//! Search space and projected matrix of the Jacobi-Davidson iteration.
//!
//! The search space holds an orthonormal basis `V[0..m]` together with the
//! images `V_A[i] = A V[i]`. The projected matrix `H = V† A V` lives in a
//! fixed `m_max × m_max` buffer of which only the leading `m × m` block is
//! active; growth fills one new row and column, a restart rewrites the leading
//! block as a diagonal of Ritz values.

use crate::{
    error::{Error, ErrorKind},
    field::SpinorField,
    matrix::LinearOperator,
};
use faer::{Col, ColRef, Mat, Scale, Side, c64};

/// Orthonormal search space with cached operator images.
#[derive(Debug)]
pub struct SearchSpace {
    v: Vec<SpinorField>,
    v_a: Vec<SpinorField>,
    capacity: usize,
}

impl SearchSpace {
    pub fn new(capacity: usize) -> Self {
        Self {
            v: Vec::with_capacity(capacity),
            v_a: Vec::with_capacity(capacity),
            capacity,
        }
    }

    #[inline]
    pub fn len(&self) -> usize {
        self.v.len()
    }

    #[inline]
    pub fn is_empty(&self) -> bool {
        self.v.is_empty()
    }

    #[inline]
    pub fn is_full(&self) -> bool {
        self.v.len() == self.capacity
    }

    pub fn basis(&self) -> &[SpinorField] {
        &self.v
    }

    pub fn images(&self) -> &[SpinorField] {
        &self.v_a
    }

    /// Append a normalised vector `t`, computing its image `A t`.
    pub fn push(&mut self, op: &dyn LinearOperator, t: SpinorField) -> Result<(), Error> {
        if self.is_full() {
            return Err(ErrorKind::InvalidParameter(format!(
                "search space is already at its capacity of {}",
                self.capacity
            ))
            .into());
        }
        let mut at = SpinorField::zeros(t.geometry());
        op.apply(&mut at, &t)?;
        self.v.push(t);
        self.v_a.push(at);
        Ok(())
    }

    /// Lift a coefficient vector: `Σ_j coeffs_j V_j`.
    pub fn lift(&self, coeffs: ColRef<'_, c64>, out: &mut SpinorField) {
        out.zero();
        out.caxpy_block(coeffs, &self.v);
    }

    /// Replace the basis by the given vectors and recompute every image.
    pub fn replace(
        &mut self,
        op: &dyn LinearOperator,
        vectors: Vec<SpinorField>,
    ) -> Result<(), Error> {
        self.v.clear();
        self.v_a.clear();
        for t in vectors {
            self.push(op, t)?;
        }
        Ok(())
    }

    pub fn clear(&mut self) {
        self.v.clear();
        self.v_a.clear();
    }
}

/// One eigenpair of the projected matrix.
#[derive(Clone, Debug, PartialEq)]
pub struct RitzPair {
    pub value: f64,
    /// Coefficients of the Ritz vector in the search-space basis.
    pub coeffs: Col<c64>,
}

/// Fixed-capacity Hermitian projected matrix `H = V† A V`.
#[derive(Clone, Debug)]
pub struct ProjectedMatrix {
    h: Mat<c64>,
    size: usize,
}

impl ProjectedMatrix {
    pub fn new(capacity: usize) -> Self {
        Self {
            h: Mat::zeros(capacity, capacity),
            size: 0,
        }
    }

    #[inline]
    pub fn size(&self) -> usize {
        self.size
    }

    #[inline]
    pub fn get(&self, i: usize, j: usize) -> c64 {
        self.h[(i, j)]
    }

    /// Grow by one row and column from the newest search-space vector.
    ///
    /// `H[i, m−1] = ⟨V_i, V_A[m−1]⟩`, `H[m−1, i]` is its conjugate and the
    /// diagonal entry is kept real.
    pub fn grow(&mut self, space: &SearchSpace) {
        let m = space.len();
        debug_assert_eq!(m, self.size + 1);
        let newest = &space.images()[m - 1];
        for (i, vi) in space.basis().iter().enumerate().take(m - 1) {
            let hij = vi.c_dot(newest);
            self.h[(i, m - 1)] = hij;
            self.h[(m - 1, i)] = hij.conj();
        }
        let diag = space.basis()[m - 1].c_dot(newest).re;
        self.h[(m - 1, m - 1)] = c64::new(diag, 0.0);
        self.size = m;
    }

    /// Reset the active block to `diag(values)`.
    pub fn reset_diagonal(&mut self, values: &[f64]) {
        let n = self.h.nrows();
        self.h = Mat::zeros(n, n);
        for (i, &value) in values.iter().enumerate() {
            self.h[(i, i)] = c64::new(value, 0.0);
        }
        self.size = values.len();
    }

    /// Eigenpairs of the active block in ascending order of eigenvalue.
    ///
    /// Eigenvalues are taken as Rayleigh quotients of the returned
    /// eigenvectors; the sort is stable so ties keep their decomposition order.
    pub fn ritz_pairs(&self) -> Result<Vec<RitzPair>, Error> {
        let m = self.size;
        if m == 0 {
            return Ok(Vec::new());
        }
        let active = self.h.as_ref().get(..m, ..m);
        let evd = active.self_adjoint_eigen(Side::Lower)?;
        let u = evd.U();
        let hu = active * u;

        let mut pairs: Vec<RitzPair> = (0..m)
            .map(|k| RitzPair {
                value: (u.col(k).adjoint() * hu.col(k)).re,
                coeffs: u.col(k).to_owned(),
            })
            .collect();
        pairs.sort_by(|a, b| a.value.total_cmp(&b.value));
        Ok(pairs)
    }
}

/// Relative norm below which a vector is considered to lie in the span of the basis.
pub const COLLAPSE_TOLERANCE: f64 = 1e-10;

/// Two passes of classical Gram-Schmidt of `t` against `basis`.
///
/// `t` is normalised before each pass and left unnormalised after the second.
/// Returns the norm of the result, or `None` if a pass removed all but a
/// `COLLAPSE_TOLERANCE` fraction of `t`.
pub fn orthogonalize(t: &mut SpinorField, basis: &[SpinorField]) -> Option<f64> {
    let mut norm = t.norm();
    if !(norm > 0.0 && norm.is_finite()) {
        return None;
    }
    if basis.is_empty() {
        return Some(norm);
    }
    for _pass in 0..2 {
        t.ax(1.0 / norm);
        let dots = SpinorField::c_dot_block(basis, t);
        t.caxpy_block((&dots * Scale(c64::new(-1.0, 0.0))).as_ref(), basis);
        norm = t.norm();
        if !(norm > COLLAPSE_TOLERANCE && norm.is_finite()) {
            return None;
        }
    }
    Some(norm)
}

******************************

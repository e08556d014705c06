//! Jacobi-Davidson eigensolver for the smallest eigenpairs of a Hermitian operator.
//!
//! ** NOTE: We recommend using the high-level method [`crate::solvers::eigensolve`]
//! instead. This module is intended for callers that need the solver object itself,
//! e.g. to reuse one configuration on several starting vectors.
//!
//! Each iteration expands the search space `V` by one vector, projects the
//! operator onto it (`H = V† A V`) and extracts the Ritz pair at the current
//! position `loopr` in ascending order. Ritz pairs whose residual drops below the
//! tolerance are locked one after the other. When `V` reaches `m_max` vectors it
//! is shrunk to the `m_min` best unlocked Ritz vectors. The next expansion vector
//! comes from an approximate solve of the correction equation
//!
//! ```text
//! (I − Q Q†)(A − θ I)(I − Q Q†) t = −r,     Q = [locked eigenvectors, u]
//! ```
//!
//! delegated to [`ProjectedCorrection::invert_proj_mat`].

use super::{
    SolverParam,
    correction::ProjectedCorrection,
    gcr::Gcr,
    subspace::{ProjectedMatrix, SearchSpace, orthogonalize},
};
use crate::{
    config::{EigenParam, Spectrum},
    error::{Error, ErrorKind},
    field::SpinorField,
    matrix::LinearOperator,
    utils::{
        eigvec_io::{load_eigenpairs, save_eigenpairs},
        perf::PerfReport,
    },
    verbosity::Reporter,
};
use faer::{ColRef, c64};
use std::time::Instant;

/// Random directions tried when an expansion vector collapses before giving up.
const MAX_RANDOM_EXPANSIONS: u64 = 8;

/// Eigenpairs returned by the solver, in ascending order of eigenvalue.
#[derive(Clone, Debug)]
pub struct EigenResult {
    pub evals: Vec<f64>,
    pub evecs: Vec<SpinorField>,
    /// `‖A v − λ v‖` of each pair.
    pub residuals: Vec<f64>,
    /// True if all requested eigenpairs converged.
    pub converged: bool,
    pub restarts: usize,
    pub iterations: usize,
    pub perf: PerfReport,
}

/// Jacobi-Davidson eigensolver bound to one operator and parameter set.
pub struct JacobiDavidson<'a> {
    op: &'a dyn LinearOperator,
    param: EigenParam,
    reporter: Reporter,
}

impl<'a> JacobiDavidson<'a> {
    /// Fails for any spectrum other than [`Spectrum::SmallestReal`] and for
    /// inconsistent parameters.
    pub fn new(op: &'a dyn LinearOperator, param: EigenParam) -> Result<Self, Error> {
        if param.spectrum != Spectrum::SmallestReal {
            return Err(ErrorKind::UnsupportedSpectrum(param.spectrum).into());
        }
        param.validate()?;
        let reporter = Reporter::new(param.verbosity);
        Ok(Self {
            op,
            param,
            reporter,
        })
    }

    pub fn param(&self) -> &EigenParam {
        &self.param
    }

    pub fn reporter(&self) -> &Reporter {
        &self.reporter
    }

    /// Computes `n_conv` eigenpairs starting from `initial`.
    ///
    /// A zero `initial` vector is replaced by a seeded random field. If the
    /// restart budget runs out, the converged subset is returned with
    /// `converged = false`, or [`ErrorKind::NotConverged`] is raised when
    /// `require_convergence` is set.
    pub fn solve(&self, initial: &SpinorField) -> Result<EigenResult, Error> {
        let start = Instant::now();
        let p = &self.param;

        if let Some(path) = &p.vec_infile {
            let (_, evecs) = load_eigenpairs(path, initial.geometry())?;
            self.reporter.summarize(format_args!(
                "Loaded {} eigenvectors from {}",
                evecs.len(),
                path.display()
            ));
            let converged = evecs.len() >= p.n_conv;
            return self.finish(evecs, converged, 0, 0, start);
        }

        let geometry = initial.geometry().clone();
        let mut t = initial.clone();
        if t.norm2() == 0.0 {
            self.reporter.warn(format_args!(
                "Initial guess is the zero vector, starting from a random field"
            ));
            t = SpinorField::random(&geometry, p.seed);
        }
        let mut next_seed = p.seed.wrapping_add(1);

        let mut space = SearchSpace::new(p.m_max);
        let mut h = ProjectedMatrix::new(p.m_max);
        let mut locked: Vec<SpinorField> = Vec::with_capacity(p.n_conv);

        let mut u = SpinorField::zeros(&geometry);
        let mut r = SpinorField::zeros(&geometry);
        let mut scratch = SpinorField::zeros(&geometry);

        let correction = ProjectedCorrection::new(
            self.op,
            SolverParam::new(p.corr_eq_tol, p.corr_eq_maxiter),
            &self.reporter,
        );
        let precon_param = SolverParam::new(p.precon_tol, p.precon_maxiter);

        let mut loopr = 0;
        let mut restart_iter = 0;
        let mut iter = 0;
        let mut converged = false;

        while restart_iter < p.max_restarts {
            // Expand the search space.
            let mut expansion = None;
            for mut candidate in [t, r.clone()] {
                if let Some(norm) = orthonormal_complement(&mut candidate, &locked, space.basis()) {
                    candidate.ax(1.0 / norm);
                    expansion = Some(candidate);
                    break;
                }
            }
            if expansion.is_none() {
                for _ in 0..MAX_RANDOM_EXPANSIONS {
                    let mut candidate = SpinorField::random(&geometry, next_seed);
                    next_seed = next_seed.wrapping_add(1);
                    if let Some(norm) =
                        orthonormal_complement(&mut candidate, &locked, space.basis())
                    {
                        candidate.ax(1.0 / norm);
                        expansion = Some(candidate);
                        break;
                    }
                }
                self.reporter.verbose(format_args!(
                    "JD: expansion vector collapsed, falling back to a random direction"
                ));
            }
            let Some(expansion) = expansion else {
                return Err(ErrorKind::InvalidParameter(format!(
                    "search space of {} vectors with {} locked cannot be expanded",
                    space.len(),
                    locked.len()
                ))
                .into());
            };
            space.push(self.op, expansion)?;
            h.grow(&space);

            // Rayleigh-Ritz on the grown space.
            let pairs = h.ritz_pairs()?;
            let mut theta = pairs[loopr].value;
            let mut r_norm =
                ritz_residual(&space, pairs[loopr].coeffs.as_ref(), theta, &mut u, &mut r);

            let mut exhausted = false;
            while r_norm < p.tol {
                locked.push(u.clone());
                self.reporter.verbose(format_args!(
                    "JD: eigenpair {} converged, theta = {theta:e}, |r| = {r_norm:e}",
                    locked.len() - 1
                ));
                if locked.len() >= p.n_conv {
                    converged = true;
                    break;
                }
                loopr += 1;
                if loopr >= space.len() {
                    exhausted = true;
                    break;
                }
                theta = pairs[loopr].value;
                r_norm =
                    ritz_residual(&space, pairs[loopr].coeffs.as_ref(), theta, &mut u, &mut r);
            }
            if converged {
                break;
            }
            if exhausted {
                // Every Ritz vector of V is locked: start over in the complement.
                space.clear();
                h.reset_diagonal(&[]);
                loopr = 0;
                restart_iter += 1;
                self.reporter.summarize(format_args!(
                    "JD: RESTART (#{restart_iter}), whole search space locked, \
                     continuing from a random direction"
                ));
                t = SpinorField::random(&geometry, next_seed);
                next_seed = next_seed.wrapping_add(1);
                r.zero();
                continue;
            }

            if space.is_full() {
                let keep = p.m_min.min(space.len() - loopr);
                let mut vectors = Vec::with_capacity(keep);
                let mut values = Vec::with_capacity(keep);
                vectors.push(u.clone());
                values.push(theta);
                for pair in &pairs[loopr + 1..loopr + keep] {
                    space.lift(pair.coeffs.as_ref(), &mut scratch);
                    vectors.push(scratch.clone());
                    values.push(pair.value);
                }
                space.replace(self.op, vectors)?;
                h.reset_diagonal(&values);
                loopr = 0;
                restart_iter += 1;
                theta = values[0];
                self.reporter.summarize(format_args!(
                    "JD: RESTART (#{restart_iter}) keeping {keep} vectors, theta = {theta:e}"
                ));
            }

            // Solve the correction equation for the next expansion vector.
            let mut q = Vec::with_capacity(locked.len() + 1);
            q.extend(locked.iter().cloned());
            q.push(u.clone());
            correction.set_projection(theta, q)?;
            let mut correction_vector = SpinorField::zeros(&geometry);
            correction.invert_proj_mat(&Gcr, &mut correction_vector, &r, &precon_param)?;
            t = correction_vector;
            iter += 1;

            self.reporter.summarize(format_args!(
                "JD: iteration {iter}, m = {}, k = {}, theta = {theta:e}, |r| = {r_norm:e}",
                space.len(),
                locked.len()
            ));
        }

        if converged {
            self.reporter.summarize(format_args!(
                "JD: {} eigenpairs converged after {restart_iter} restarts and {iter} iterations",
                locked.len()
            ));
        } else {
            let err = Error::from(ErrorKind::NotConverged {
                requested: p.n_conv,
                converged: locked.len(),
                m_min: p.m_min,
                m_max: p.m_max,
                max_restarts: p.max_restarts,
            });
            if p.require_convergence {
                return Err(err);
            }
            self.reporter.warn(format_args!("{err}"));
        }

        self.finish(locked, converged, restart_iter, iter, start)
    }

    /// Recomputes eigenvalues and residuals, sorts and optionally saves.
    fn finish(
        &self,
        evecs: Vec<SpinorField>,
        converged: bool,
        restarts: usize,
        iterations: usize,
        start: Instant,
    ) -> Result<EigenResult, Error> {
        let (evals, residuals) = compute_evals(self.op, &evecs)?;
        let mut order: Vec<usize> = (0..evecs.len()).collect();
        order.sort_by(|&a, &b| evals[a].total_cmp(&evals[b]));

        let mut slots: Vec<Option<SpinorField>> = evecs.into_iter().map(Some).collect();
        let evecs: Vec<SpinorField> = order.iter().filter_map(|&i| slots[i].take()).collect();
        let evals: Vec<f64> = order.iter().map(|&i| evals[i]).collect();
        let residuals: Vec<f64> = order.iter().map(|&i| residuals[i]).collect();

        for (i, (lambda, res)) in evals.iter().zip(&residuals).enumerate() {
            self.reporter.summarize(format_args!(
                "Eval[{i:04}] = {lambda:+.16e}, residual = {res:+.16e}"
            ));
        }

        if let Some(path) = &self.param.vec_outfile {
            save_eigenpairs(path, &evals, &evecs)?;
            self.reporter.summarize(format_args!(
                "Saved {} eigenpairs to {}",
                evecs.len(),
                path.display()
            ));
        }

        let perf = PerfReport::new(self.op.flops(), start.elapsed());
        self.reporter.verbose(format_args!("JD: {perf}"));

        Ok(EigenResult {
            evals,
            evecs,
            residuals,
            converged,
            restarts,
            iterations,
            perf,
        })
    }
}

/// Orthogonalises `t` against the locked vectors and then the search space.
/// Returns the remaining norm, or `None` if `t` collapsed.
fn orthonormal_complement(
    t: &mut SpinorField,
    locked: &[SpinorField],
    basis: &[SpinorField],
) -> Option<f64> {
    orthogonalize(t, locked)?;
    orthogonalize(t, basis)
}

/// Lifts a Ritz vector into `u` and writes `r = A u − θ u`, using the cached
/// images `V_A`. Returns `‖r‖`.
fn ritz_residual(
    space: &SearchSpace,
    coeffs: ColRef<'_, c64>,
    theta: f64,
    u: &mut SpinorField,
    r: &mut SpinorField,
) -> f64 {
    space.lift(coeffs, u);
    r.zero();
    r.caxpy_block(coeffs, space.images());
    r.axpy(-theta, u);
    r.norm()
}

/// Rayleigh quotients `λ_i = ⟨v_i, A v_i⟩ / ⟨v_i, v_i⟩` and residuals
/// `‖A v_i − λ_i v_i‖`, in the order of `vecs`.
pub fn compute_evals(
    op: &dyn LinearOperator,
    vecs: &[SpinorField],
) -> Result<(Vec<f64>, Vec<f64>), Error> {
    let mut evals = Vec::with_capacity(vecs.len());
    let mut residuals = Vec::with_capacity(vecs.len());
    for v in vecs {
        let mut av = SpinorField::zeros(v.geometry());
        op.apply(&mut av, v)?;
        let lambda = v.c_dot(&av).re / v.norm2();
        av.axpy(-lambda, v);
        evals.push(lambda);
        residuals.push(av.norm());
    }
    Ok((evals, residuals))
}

******************************

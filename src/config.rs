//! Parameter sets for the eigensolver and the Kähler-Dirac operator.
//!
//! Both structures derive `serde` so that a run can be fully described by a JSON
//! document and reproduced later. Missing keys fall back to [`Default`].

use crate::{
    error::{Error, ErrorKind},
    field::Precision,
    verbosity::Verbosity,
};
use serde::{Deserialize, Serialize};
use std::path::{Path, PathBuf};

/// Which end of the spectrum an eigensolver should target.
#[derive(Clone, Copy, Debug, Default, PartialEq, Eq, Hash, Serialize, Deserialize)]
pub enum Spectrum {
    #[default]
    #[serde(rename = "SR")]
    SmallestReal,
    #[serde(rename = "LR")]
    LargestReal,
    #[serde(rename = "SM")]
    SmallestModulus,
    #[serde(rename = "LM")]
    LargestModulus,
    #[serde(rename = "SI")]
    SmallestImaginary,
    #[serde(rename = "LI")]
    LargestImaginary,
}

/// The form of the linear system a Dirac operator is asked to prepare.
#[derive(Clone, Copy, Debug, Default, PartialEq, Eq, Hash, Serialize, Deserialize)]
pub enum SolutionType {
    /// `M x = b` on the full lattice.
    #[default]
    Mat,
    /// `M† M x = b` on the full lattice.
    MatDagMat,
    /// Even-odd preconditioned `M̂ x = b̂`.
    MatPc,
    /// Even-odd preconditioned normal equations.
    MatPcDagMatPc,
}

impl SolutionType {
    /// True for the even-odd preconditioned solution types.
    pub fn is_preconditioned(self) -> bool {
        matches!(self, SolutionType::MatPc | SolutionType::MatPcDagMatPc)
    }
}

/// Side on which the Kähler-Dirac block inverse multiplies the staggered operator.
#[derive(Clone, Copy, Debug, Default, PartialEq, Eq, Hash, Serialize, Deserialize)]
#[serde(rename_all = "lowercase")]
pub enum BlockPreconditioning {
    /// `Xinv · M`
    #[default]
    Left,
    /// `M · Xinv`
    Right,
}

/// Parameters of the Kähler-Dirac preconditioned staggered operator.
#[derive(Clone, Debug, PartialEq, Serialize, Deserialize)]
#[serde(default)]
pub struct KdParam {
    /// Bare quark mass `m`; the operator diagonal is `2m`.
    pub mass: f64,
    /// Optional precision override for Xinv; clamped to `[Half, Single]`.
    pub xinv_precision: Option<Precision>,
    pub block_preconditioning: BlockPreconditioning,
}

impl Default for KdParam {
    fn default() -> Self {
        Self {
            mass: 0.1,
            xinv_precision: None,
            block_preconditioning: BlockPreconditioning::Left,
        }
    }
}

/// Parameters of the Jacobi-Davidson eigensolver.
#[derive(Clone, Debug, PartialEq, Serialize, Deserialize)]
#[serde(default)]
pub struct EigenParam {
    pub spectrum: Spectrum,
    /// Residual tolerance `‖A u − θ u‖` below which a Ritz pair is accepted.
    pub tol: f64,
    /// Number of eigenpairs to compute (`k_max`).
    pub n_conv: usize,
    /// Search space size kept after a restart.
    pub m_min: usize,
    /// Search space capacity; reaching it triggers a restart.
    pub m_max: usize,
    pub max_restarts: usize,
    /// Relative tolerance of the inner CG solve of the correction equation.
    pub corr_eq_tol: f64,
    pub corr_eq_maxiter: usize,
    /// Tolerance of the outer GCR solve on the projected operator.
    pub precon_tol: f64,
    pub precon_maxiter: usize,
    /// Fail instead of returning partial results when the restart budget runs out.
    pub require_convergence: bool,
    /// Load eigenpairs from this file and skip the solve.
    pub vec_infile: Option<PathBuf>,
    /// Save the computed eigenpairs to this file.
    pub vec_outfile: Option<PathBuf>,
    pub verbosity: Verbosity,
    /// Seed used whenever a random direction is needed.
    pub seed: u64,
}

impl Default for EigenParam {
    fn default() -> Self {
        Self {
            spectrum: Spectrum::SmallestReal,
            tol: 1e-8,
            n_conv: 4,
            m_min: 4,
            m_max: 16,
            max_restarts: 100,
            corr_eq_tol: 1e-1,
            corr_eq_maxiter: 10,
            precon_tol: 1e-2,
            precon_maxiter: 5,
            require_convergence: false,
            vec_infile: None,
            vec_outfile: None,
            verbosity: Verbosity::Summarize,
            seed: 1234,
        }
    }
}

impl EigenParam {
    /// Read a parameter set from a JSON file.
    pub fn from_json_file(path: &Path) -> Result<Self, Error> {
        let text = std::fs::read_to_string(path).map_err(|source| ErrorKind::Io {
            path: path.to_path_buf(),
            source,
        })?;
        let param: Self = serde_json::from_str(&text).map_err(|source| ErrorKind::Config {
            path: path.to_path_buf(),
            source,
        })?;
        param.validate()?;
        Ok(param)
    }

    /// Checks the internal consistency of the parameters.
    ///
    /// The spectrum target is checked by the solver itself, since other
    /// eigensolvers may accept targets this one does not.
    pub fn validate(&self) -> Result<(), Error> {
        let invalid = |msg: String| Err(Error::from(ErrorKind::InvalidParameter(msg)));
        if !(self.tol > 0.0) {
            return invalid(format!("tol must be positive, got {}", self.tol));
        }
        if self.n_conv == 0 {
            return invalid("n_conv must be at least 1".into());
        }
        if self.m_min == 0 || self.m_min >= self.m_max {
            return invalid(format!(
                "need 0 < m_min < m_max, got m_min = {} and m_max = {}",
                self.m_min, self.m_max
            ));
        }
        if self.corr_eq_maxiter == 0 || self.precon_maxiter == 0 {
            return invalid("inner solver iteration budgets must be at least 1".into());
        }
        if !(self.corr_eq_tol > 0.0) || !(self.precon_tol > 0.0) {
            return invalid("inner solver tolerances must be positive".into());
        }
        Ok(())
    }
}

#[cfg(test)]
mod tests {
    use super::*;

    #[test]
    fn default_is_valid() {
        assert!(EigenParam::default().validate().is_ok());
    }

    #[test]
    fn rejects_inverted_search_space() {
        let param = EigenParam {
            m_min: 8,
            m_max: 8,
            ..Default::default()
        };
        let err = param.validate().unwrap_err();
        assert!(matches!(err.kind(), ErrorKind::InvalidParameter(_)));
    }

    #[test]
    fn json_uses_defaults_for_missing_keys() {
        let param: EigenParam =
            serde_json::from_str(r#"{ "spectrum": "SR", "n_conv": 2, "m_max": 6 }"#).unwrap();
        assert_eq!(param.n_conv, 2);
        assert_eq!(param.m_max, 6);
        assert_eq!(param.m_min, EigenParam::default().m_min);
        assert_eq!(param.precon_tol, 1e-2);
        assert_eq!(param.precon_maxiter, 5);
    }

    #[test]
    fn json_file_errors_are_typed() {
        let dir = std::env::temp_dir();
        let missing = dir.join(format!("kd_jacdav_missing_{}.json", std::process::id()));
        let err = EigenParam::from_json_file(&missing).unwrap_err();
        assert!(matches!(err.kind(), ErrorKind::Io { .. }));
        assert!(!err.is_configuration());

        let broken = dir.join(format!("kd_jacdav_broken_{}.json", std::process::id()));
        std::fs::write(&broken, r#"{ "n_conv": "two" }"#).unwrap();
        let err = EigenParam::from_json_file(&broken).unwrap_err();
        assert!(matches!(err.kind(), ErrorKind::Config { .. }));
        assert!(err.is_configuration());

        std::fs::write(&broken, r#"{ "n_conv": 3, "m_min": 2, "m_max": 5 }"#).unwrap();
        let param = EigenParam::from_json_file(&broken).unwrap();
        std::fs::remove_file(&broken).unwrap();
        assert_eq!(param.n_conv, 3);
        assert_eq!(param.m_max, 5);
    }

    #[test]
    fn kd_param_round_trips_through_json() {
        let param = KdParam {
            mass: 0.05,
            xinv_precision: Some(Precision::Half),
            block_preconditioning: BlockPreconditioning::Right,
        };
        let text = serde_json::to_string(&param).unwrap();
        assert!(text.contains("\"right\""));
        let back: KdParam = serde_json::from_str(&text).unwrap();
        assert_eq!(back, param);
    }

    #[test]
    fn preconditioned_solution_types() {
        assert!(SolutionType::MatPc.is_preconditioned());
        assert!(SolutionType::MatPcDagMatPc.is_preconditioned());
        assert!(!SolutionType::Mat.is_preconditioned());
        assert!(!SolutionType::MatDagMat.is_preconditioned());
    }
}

******************************

# [Task goal]
Among the entries above, identify all lines with "process" and copy them.

# [Answer section]
        let missing = dir.join(format!("kd_jacdav_missing_{}.json", std::process::id()));
        let broken = dir.join(format!("kd_jacdav_broken_{}.json", std::process::id()));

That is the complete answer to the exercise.